- **Source data**
╔══
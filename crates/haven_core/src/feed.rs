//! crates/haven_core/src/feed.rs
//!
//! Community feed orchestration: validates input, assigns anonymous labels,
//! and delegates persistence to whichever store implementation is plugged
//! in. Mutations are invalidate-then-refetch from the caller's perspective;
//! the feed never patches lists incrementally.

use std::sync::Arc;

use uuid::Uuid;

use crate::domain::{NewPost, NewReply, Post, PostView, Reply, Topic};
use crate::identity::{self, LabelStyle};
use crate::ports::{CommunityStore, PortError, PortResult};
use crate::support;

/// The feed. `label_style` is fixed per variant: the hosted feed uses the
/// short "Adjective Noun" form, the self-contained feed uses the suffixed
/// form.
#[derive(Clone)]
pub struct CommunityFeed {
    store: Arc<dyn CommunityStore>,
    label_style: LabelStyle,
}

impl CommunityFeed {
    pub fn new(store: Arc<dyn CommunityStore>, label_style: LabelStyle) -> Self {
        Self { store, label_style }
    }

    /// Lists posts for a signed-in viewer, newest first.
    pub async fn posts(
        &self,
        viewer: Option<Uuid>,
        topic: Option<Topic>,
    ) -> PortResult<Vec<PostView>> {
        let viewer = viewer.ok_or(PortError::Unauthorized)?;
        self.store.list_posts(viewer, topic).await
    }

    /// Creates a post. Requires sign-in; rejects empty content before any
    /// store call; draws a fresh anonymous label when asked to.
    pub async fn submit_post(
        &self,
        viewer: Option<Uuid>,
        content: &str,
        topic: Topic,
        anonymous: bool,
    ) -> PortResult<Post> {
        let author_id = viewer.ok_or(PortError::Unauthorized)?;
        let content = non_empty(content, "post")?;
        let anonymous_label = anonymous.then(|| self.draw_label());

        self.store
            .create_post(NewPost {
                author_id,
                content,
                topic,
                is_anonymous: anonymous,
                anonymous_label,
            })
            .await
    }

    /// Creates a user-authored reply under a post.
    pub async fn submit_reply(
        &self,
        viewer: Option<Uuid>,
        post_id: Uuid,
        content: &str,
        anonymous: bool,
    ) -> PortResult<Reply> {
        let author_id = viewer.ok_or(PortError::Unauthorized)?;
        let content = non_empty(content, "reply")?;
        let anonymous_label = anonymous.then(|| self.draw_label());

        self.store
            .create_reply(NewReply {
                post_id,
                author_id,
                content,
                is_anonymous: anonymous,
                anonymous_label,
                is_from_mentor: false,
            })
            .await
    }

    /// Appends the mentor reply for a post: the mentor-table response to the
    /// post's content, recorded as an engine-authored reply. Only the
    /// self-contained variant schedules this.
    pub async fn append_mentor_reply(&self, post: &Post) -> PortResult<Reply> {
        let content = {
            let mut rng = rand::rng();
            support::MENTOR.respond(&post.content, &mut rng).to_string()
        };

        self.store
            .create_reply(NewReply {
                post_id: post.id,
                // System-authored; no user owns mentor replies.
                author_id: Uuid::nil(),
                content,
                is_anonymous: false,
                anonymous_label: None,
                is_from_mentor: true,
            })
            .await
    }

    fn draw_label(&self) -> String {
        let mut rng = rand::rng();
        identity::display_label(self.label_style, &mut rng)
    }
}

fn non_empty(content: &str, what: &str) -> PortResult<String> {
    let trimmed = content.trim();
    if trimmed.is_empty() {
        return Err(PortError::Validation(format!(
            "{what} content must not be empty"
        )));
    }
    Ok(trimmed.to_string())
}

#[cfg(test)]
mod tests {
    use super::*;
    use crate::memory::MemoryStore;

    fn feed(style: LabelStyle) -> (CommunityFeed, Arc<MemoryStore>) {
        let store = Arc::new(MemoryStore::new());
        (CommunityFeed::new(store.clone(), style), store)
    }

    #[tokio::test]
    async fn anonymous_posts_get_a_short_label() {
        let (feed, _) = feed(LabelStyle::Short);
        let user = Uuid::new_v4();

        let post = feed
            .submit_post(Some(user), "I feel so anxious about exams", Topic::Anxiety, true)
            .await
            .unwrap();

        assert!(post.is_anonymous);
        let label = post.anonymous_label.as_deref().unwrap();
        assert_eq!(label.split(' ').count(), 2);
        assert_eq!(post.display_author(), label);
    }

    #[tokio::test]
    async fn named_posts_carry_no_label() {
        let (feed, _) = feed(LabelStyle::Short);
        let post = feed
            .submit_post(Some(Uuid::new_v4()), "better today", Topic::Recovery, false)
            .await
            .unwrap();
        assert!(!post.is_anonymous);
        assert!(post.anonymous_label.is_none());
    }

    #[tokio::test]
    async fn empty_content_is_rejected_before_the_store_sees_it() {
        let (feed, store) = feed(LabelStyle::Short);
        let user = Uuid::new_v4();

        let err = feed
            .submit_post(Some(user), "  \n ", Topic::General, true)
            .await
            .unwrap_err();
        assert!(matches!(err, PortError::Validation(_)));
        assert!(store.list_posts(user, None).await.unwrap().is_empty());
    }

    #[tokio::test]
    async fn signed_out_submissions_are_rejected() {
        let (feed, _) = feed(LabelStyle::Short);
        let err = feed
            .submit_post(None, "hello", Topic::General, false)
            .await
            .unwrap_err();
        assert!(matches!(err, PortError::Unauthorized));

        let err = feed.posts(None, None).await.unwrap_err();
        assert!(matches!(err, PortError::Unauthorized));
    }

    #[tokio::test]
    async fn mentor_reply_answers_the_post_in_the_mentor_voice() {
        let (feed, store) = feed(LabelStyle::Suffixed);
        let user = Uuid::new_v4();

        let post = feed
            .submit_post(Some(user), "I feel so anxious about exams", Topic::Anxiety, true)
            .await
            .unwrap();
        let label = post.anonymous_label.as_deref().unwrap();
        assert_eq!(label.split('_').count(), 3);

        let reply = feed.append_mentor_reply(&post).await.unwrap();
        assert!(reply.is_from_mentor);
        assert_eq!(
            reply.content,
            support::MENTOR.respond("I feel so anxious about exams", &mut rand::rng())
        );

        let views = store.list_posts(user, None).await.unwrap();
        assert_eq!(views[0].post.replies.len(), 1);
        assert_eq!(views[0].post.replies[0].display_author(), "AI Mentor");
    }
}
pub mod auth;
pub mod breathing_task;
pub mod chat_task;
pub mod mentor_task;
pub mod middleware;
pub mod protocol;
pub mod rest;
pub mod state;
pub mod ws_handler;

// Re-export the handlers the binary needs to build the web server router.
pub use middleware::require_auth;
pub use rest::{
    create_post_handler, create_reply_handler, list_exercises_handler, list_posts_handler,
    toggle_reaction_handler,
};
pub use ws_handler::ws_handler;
╚══
Reproduce each line above that contains "NewPost".

- **Task output**
use crate::domain::{NewPost, NewReply, Post, PostView, Reply, Topic};
            .create_post(NewPost {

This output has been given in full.